* WORK INSTRUCTION
Retype every record below exactly as it appears.

= Beginning of Section =

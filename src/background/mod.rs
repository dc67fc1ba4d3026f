//! Background work: periodic requests, periodic cache invalidation, and
//! cooperative shutdown.
//!
//! ## Core types
//!
//! - [`Scheduler`] — one control loop that multiplexes two intervals and a
//!   shutdown future with `tokio::select!`, handling one event at a time.
//! - [`SchedulerConfig`] — periods and request timeout, loadable from JSON.
//! - [`shutdown_signal`] — the process-level terminate notification.

use std::future::Future;
use std::sync::Arc;
use std::time::Duration;

use bytes::Bytes;
use tokio::time::{Instant, Interval, MissedTickBehavior, interval_at};
use tracing::{debug, error, info};

use crate::client::Client;
use crate::http::{Request, StatusCode};
use crate::transport::{CachingTransport, Transport, TransportError};

pub mod config;
pub mod signal;

pub use config::{ConfigError, SchedulerConfig};
pub use signal::shutdown_signal;

/// Lifecycle of a [`Scheduler`]. `Stopped` is terminal.
#[derive(Debug, Clone, Copy, PartialEq, Eq)]
pub enum SchedulerState {
    Running,
    Stopped,
}

/// What a scheduler did before it stopped.
#[derive(Debug, Clone, Copy, Default, PartialEq, Eq)]
pub struct RunSummary {
    /// Requests issued, successful or not.
    pub requests: u64,
    /// Requests that failed in transport, capture or body read.
    pub failures: u64,
    /// Cache clears performed.
    pub clears: u64,
}

/// Drives one request through a [`CachingTransport`] on a fixed period and
/// clears its cache on a longer one, until told to stop.
///
/// Both periods start counting when [`run`](Self::run) is called; the first
/// request goes out one request period later. If a handler overruns, later
/// ticks are delayed rather than fired in a burst.
///
/// Shutdown is checked between events only: a request already in flight
/// finishes, but nothing new is scheduled afterwards.
pub struct Scheduler {
    transport: Arc<CachingTransport>,
    client: Client,
    request: Request,
    config: SchedulerConfig,
    state: SchedulerState,
    summary: RunSummary,
}

impl Scheduler {
    /// # Errors
    ///
    /// Returns [`ConfigError`] if `config` fails [`SchedulerConfig::validate`].
    pub fn new(
        transport: Arc<CachingTransport>,
        request: Request,
        config: SchedulerConfig,
    ) -> Result<Self, ConfigError> {
        config.validate()?;
        let client = Client::new(Arc::clone(&transport) as Arc<dyn Transport>)
            .timeout(config.request_timeout());

        Ok(Self {
            transport,
            client,
            request,
            config,
            state: SchedulerState::Running,
            summary: RunSummary::default(),
        })
    }

    pub fn state(&self) -> SchedulerState {
        self.state
    }

    pub fn summary(&self) -> RunSummary {
        self.summary
    }

    /// Runs the control loop until `shutdown` resolves.
    ///
    /// Returns immediately with the previous summary if the scheduler has
    /// already stopped.
    pub async fn run<F>(&mut self, shutdown: F) -> RunSummary
    where
        F: Future<Output = ()>,
    {
        if self.state == SchedulerState::Stopped {
            return self.summary;
        }
        tokio::pin!(shutdown);

        let mut request_ticker = ticker(self.config.request_interval());
        let mut clear_ticker = ticker(self.config.clear_interval());

        info!(
            url = %self.request.url(),
            request_interval = ?self.config.request_interval(),
            clear_interval = ?self.config.clear_interval(),
            "scheduler started"
        );

        loop {
            tokio::select! {
                biased;

                () = &mut shutdown => break,
                _ = clear_ticker.tick() => self.clear_cache(),
                _ = request_ticker.tick() => self.issue_request().await,
            }
        }

        // Tickers are dropped here: no further firings.
        self.state = SchedulerState::Stopped;
        info!(
            requests = self.summary.requests,
            failures = self.summary.failures,
            clears = self.summary.clears,
            "scheduler stopped"
        );
        self.summary
    }

    fn clear_cache(&mut self) {
        let dropped = self.transport.store().len();
        self.transport.clear();
        self.summary.clears += 1;
        debug!(dropped, "cache clear tick");
    }

    async fn issue_request(&mut self) {
        self.summary.requests += 1;
        match self.fetch().await {
            Ok((status, body)) => {
                info!(
                    status = status.as_u16(),
                    body = %String::from_utf8_lossy(&body),
                    "response body"
                );
            }
            Err(e) => {
                self.summary.failures += 1;
                error!(url = %self.request.url(), error = %e, "request failed, continuing");
            }
        }
    }

    async fn fetch(&self) -> crate::Result<(StatusCode, Bytes)> {
        let response = self.client.send(&self.request).await?;
        let status = response.status();
        let body = response.bytes().await.map_err(TransportError::Io)?;
        Ok((status, body))
    }
}

/// An interval whose first tick is one full `period` away.
fn ticker(period: Duration) -> Interval {
    let mut interval = interval_at(Instant::now() + period, period);
    interval.set_missed_tick_behavior(MissedTickBehavior::Delay);
    interval
}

= End of Section =

* YOUR SOLUTION
filename src/background/mod.rs
repository dc67fc1ba4d3026f
//! Background work: periodic requests, periodic cache invalidation, and
//! cooperative shutdown.
//!
//! ## Core types
//!
//! - [`Scheduler`] — one control loop that multiplexes two intervals and a
//!   shutdown future with `tokio::select!`, handling one event at a time.
//! - [`SchedulerConfig`] — periods and request timeout, loadable from JSON.
//! - [`shutdown_signal`] — the process-level terminate notification.

use std::future::Future;
use std::sync::Arc;
use std::time::Duration;

use bytes::Bytes;
use tokio::time::{Instant, Interval, MissedTickBehavior, interval_at};
use tracing::{debug, error, info};

use crate::client::Client;
use crate::http::{Request, StatusCode};
use crate::transport::{CachingTransport, Transport, TransportError};

pub mod config;
pub mod signal;

pub use config::{ConfigError, SchedulerConfig};
pub use signal::shutdown_signal;

/// Lifecycle of a [`Scheduler`]. `Stopped` is terminal.
#[derive(Debug, Clone, Copy, PartialEq, Eq)]
pub enum SchedulerState {
    Running,
    Stopped,
}

/// What a scheduler did before it stopped.
#[derive(Debug, Clone, Copy, Default, PartialEq, Eq)]
pub struct RunSummary {
    /// Requests issued, successful or not.
    pub requests: u64,
    /// Requests that failed in transport, capture or body read.
    pub failures: u64,
    /// Cache clears performed.
    pub clears: u64,
}

/// Drives one request through a [`CachingTransport`] on a fixed period and
/// clears its cache on a longer one, until told to stop.
///
/// Both periods start counting when [`run`](Self::run) is called; the first
/// request goes out one request period later. If a handler overruns, later
/// ticks are delayed rather than fired in a burst.
///
/// Shutdown is checked between events only: a request already in flight
/// finishes, but nothing new is scheduled afterwards.
pub struct Scheduler {
    transport: Arc<CachingTransport>,
    client: Client,
    request: Request,
    config: SchedulerConfig,
    state: SchedulerState,
    summary: RunSummary,
}

impl Scheduler {
    /// # Errors
    ///
    /// Returns [`ConfigError`] if `config` fails [`SchedulerConfig::validate`].
    pub fn new(
        transport: Arc<CachingTransport>,
        request: Request,
        config: SchedulerConfig,
    ) -> Result<Self, ConfigError> {
        config.validate()?;
        let client = Client::new(Arc::clone(&transport) as Arc<dyn Transport>)
            .timeout(config.request_timeout());

        Ok(Self {
            transport,
            client,
            request,
            config,
            state: SchedulerState::Running,
            summary: RunSummary::default(),
        })
    }

    pub fn state(&self) -> SchedulerState {
        self.state
    }

    pub fn summary(&self) -> RunSummary {
        self.summary
    }

    /// Runs the control loop until `shutdown` resolves.
    ///
    /// Returns immediately with the previous summary if the scheduler has
    /// already stopped.
    pub async fn run<F>(&mut self, shutdown: F) -> RunSummary
    where
        F: Future<Output = ()>,
    {
        if self.state == SchedulerState::Stopped {
            return self.summary;
        }
        tokio::pin!(shutdown);

        let mut request_ticker = ticker(self.config.request_interval());
        let mut clear_ticker = ticker(self.config.clear_interval());

        info!(
            url = %self.request.url(),
            request_interval = ?self.config.request_interval(),
            clear_interval = ?self.config.clear_interval(),
            "scheduler started"
        );

        loop {
            tokio::select! {
                biased;

                () = &mut shutdown => break,
                _ = clear_ticker.tick() => self.clear_cache(),
                _ = request_ticker.tick() => self.issue_request().await,
            }
        }

        // Tickers are dropped here: no further firings.
        self.state = SchedulerState::Stopped;
        info!(
            requests = self.summary.requests,
            failures = self.summary.failures,
            clears = self.summary.clears,
            "scheduler stopped"
        );
        self.summary
    }

    fn clear_cache(&mut self) {
        let dropped = self.transport.store().len();
        self.transport.clear();
        self.summary.clears += 1;
        debug!(dropped, "cache clear tick");
    }

    async fn issue_request(&mut self) {
        self.summary.requests += 1;
        match self.fetch().await {
            Ok((status, body)) => {
                info!(
                    status = status.as_u16(),
                    body = %String::from_utf8_lossy(&body),
                    "response body"
                );
            }
            Err(e) => {
                self.summary.failures += 1;
                error!(url = %self.request.url(), error = %e, "request failed, continuing");
            }
        }
    }

    async fn fetch(&self) -> crate::Result<(StatusCode, Bytes)> {
        let response = self.client.send(&self.request).await?;
        let status = response.status();
        let body = response.bytes().await.map_err(TransportError::Io)?;
        Ok((status, body))
    }
}

/// An interval whose first tick is one full `period` away.
fn ticker(period: Duration) -> Interval {
    let mut interval = interval_at(Instant::now() + period, period);
    interval.set_missed_tick_behavior(MissedTickBehavior::Delay);
    interval
}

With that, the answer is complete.